▸ **TASK INSTRUCTIONS**
Scan the entries for the word "UnboundedReceiver", and copy every line where it appears.

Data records
────────────────

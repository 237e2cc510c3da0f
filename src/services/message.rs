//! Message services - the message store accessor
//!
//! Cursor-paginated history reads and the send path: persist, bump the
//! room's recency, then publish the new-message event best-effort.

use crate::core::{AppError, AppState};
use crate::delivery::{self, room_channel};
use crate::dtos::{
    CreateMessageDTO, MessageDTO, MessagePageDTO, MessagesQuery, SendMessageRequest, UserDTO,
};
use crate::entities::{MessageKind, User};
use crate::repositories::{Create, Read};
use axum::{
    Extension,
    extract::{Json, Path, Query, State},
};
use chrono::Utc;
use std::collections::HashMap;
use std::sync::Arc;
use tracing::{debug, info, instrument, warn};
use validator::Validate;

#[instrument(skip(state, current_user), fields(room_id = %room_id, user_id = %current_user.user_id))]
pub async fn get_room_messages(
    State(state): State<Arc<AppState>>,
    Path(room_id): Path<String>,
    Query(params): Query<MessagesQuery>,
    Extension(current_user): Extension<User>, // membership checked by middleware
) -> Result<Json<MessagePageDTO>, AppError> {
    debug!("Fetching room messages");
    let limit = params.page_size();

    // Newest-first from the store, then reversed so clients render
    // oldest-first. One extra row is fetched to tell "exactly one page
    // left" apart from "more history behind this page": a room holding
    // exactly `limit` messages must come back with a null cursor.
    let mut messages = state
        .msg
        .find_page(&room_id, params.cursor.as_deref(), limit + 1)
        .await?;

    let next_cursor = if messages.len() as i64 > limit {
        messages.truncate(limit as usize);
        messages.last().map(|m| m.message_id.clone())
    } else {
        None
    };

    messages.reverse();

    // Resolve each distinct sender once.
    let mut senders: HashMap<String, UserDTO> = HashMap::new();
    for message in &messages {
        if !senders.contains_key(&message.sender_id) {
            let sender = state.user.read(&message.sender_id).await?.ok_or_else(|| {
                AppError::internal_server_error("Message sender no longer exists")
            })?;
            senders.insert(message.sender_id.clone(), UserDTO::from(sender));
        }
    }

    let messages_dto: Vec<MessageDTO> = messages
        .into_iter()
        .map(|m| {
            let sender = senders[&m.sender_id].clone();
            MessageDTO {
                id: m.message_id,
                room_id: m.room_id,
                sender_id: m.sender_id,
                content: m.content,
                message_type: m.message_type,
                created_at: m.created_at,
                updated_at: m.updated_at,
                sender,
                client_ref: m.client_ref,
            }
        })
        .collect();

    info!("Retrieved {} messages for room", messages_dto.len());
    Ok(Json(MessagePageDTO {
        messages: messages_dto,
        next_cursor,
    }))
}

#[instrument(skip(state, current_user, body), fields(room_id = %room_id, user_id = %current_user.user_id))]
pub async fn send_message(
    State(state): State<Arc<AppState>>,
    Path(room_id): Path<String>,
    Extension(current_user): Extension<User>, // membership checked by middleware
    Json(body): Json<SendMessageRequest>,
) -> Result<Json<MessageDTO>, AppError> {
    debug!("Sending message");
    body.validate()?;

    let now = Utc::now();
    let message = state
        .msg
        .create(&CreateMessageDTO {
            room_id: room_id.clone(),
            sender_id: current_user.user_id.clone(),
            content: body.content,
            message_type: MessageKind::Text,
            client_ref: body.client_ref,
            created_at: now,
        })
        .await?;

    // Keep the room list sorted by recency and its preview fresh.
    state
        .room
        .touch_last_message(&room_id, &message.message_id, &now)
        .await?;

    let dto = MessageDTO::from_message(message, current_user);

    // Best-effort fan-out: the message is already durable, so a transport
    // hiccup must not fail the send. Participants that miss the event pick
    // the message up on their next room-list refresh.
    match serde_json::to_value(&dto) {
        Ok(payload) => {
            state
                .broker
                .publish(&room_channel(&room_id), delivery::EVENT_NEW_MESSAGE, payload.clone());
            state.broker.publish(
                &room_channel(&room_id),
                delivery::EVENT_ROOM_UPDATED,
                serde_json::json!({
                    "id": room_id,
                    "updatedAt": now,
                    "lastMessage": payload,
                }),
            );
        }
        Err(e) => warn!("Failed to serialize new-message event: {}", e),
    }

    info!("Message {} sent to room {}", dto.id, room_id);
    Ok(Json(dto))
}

────────────────

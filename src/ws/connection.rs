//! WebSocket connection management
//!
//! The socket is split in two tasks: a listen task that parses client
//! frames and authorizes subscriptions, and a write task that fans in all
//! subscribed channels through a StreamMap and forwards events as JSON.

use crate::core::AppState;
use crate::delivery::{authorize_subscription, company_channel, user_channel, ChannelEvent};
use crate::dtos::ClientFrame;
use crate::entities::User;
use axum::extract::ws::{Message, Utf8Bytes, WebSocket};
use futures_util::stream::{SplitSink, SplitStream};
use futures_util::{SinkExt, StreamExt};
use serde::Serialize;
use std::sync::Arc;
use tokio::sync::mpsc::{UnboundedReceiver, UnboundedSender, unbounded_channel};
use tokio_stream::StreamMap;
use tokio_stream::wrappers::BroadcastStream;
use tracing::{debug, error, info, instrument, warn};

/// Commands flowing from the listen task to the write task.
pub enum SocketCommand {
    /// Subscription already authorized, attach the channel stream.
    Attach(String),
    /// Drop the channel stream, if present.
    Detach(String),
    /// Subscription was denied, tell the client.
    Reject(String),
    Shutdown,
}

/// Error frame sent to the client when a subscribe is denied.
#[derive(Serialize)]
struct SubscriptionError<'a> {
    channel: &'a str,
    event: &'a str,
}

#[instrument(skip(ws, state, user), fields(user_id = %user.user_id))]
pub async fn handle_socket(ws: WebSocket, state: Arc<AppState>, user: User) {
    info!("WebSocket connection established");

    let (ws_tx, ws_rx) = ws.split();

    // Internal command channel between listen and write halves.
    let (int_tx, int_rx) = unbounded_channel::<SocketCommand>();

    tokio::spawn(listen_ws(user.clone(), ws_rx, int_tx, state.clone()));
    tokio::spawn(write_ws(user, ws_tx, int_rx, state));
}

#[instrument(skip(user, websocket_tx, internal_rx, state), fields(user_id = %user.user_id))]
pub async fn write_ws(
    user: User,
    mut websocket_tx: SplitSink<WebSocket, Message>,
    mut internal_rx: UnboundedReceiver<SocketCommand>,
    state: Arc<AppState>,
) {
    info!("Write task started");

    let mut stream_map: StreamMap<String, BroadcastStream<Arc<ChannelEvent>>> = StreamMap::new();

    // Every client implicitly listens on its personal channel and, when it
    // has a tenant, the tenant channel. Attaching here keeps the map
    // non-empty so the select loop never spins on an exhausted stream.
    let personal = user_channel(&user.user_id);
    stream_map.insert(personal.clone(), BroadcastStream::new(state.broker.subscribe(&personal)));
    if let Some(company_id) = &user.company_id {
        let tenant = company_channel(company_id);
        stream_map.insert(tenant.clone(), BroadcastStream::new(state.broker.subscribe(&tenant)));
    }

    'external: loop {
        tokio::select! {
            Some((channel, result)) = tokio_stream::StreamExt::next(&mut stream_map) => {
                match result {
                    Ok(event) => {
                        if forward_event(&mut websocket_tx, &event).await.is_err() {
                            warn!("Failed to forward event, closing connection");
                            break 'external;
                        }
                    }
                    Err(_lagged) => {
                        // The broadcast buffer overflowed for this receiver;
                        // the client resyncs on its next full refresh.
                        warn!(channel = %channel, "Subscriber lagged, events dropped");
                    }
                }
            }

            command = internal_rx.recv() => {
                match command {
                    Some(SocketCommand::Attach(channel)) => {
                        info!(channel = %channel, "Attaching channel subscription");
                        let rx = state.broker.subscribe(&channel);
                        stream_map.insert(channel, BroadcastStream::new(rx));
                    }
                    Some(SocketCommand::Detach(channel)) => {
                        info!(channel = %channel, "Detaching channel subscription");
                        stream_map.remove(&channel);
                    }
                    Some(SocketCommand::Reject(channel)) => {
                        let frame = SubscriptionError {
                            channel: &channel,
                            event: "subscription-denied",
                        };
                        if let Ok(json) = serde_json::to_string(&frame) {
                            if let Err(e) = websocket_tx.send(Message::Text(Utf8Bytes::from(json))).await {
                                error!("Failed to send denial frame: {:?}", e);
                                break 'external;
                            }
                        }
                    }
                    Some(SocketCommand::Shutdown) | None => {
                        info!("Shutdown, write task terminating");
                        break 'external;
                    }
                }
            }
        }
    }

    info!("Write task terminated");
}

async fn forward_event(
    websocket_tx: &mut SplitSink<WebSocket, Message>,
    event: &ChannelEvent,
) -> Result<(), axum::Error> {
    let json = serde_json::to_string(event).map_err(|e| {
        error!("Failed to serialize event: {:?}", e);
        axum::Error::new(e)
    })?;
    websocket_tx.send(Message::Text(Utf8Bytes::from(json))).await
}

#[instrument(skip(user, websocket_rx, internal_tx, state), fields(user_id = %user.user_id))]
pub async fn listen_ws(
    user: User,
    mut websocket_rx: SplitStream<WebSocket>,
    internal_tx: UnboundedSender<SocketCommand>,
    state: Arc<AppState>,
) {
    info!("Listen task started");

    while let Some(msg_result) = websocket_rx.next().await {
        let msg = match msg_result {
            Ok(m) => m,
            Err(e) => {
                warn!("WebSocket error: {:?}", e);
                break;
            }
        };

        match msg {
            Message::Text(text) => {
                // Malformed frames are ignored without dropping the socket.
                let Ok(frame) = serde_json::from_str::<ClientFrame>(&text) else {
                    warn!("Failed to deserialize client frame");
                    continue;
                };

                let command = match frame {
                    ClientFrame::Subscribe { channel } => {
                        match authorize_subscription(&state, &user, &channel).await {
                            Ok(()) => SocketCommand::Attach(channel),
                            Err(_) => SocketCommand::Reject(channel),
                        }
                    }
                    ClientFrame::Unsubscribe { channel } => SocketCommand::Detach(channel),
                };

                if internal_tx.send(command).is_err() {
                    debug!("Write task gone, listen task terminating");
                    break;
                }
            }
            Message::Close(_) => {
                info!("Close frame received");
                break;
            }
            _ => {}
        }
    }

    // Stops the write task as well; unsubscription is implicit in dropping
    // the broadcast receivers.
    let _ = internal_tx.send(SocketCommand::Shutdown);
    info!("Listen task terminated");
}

────────────────

▸ **TASK RESPONSE**
use tokio::sync::mpsc::{UnboundedReceiver, UnboundedSender, unbounded_channel};
    mut internal_rx: UnboundedReceiver<SocketCommand>,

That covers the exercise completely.